Friday, May 15, 2020

This Changes Everything



The COVID-19 crisis has really screwed up a lot of teenaged lives. In this episode, six students from Talawanda High School, in Oxford, Ohio, talk about how the pandemic has affected them—academically, socially, mentally—and what the experience might mean for Generation Z as a whole. The group also looks at how local, state, and federal officials have responded to the crisis and asks, "What can we learn from all this?" Episode producer and host Eliot Berberich is a freshman at Talawanda High School, but already an experienced student journalist and podcaster. Interview recorded May 8, 2020, with everyone calling into Eliot Berberich's home studio via Google Meet.


1) What have you liked about our 'Online Learning' experiment?

2) What would you change? Why?

3) What are you 'nostalgic' for (do you miss) from the way school was before? Explain.

4) Given the choice would you rather keep learning this way or go back to school in the Fall? Why?

5)  Decades down the line will do you think you will look back on this as a defining moment in your lives? Why?

6) What predictions do you make for how this will affect 'Generation Z' as a whole?



Friday, May 8, 2020

Face Mask Fears



Lawmakers are recommending that residents wear face masks in several major cities including New York, Detroit, and Philadelphia, but many African Americans fear they could be labeled a threat if they cover their faces to protect themselves. Jericka Duncan speaks to some black men who believe they were profiled by police while wearing face masks to combat coronavirus.

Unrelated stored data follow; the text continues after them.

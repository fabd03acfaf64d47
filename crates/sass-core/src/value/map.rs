//! Sass maps: insertion-ordered `Value -> Value` associations. Keys use
//! the same structural equality as `==`, so `(1: a, 1.0: b)` has one entry.

use super::Value;

/// An insertion-ordered map. Stored as a `Vec` of pairs rather than a
/// hash map because [`Value`] keys compare by Sass equality (fuzzy number
/// equality, quote-insensitive strings), which does not map cleanly onto
/// `Hash`.
#[derive(Debug, Clone, Default)]
pub struct SassMap {
    entries: Vec<(Value, Value)>,
}

impl SassMap {
    #[must_use]
    pub fn new() -> Self {
        Self::default()
    }

    #[must_use]
    pub fn entries(&self) -> &[(Value, Value)] {
        &self.entries
    }

    #[must_use]
    pub fn len(&self) -> usize {
        self.entries.len()
    }

    #[must_use]
    pub fn is_empty(&self) -> bool {
        self.entries.is_empty()
    }

    #[must_use]
    pub fn get(&self, key: &Value) -> Option<&Value> {
        self.entries.iter().find(|(k, _)| k == key).map(|(_, v)| v)
    }

    #[must_use]
    pub fn has_key(&self, key: &Value) -> bool {
        self.entries.iter().any(|(k, _)| k == key)
    }

    /// Insert or overwrite `key`'s value, preserving the original
    /// insertion position on overwrite (matching the teacher's general
    /// "assignment updates in place" convention for ordered structures).
    pub fn insert(&mut self, key: Value, value: Value) {
        if let Some(entry) = self.entries.iter_mut().find(|(k, _)| *k == key) {
            entry.1 = value;
        } else {
            self.entries.push((key, value));
        }
    }

    #[must_use]
    pub fn remove(&self, key: &Value) -> Self {
        Self {
            entries: self
                .entries
                .iter()
                .filter(|(k, _)| k != key)
                .cloned()
                .collect(),
        }
    }

    /// `map.merge()`: `other`'s entries overwrite `self`'s for shared
    /// keys; new keys from `other` are appended in `other`'s order.
    #[must_use]
    pub fn merge(&self, other: &Self) -> Self {
        let mut result = self.clone();
        for (k, v) in &other.entries {
            result.insert(k.clone(), v.clone());
        }
        result
    }
}

impl PartialEq for SassMap {
    fn eq(&self, other: &Self) -> bool {
        self.entries.len() == other.entries.len()
            && self
                .entries
                .iter()
                .all(|(k, v)| other.get(k) == Some(v))
    }
}

impl FromIterator<(Value, Value)> for SassMap {
    fn from_iter<T: IntoIterator<Item = (Value, Value)>>(iter: T) -> Self {
        let mut map = Self::new();
        for (k, v) in iter {
            map.insert(k, v);
        }
        map
    }
}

Sadly this is not the only story where black men have been unjustly profiled.

In Chapter 10: 'The Matrix In Me' we learned that we all have 'Implicit Bias,' or unconscious prejudice, whether we are aware of it or not. But if we consciously agree with what our unconscious minds reveal we can deal with it.

1) Why were the black men in both instances questioned in the first place?

2) Were the white men/ officers in these stories racists? Why or why not?

3) What is the difference between 'racism' and 'bias?'

4) What could have been done to change the outcome if anything?

5) What do these stories reveal about the deeper problem of race in America?

Monday, May 4, 2020

4 Dead In Ohio

50 years ago today, May 4 [1970] -- Four students at Kent State University in Ohio, two of them women, were shot to death by a volley of National Guard gunfire. At least 8 other students were wounded.  But why?



1) Who might Neil Young be referring to in the line “found her dead on the ground”?


2) What do you think Neil Young means in the song with the lyric “we’re finally on our own?”


3) What did students at Kent State think about the Vietnam war then?  What do they think now?


4) Do you think everyone agreed with Neil Young’s view of what occurred at Kent State? Why do you think “Ohio” might have also been a “touchstone of opposition” for people that supported the Vietnam War?


5) In what ways do you think the song “Ohio” might have been a more effective method of expressing shock and opposition than any journalism could have been?